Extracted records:
---------------

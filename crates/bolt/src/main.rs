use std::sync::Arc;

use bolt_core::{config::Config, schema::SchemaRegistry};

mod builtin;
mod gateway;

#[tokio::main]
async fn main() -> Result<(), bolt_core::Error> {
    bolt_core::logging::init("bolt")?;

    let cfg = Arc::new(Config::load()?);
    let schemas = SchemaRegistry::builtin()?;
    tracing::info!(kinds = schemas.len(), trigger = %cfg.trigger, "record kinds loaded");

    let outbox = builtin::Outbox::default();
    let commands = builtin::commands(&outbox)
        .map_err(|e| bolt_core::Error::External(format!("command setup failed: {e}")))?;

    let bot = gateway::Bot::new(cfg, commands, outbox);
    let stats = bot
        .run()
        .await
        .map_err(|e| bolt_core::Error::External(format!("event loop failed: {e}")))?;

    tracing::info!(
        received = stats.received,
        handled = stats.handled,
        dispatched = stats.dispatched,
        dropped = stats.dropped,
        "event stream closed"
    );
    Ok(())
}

---------------

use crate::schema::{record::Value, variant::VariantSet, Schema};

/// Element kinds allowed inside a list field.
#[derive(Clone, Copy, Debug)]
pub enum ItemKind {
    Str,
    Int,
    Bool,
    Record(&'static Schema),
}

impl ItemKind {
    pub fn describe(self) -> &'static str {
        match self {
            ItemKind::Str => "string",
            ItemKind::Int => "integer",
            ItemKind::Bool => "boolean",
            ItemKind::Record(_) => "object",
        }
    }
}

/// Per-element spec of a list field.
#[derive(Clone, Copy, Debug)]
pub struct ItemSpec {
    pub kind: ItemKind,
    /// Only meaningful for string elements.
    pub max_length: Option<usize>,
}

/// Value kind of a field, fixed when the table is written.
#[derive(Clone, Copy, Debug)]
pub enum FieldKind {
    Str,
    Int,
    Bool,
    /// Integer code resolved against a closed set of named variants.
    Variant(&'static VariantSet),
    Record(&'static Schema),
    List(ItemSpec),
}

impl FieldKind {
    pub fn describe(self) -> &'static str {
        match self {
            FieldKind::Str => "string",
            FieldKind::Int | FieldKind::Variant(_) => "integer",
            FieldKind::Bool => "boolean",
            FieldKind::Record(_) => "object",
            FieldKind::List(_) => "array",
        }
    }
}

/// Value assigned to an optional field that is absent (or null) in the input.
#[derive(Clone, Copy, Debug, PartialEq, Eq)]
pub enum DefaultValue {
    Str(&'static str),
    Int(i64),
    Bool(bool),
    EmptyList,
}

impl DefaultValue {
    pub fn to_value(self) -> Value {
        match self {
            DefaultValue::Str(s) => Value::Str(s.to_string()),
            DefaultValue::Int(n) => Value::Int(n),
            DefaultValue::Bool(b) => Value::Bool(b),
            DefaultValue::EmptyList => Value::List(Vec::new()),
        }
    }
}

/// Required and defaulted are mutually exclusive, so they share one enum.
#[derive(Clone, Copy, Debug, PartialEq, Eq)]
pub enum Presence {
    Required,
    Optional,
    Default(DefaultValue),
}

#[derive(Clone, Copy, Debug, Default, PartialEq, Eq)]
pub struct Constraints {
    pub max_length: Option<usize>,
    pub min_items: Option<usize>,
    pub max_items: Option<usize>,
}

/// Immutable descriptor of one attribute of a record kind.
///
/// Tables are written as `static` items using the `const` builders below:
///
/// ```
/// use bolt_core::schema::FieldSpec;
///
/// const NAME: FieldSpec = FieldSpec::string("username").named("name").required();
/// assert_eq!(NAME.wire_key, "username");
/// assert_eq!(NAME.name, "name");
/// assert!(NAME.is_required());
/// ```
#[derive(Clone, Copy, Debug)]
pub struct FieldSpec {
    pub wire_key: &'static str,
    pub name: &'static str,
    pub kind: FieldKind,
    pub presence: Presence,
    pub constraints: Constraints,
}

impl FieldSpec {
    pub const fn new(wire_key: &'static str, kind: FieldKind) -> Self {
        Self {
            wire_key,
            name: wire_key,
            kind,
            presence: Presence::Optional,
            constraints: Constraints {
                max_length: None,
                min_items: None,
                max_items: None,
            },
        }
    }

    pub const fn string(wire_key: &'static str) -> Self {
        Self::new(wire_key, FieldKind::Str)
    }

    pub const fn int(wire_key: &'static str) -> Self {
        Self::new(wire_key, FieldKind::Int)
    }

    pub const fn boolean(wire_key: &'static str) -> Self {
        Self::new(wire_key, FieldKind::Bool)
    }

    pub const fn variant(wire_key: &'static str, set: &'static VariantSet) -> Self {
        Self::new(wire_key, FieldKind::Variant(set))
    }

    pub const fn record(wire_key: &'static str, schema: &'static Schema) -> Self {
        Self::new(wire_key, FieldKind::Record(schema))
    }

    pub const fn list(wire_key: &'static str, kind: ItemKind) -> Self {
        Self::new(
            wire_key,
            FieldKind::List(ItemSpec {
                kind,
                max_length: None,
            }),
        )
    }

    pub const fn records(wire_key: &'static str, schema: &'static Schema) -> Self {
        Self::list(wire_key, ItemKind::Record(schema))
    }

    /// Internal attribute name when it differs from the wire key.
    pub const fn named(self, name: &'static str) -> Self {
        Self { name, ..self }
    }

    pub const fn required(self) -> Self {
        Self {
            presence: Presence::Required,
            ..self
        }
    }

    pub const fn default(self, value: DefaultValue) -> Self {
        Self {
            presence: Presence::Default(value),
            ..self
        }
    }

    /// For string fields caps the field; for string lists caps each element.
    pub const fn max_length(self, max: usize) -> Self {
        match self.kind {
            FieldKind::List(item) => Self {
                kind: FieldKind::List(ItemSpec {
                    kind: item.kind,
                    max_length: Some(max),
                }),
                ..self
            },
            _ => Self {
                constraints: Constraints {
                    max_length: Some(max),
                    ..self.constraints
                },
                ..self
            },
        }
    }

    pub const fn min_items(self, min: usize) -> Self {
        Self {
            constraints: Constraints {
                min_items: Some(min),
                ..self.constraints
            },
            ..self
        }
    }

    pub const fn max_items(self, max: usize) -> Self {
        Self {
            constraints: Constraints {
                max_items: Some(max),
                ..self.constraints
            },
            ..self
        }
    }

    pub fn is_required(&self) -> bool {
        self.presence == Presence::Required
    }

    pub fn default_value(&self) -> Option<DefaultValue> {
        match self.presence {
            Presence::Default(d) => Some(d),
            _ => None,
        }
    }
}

---------------

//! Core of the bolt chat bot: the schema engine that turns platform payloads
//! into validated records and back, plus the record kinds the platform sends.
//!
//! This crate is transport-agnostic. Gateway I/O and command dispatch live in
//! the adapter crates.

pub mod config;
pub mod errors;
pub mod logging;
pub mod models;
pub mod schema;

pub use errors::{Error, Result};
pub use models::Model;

---------------

### WHAT YOU WILL DO
From the records above, print exactly the lines that run from the line with "#[tokio::main]" to the line with "tracing::info!(kinds = schemas.len(), trigger", inclusive.

### SOLUTION FOR THIS EXERCISE
#[tokio::main]
async fn main() -> Result<(), bolt_core::Error> {
    bolt_core::logging::init("bolt")?;

    let cfg = Arc::new(Config::load()?);
    let schemas = SchemaRegistry::builtin()?;
    tracing::info!(kinds = schemas.len(), trigger = %cfg.trigger, "record kinds loaded");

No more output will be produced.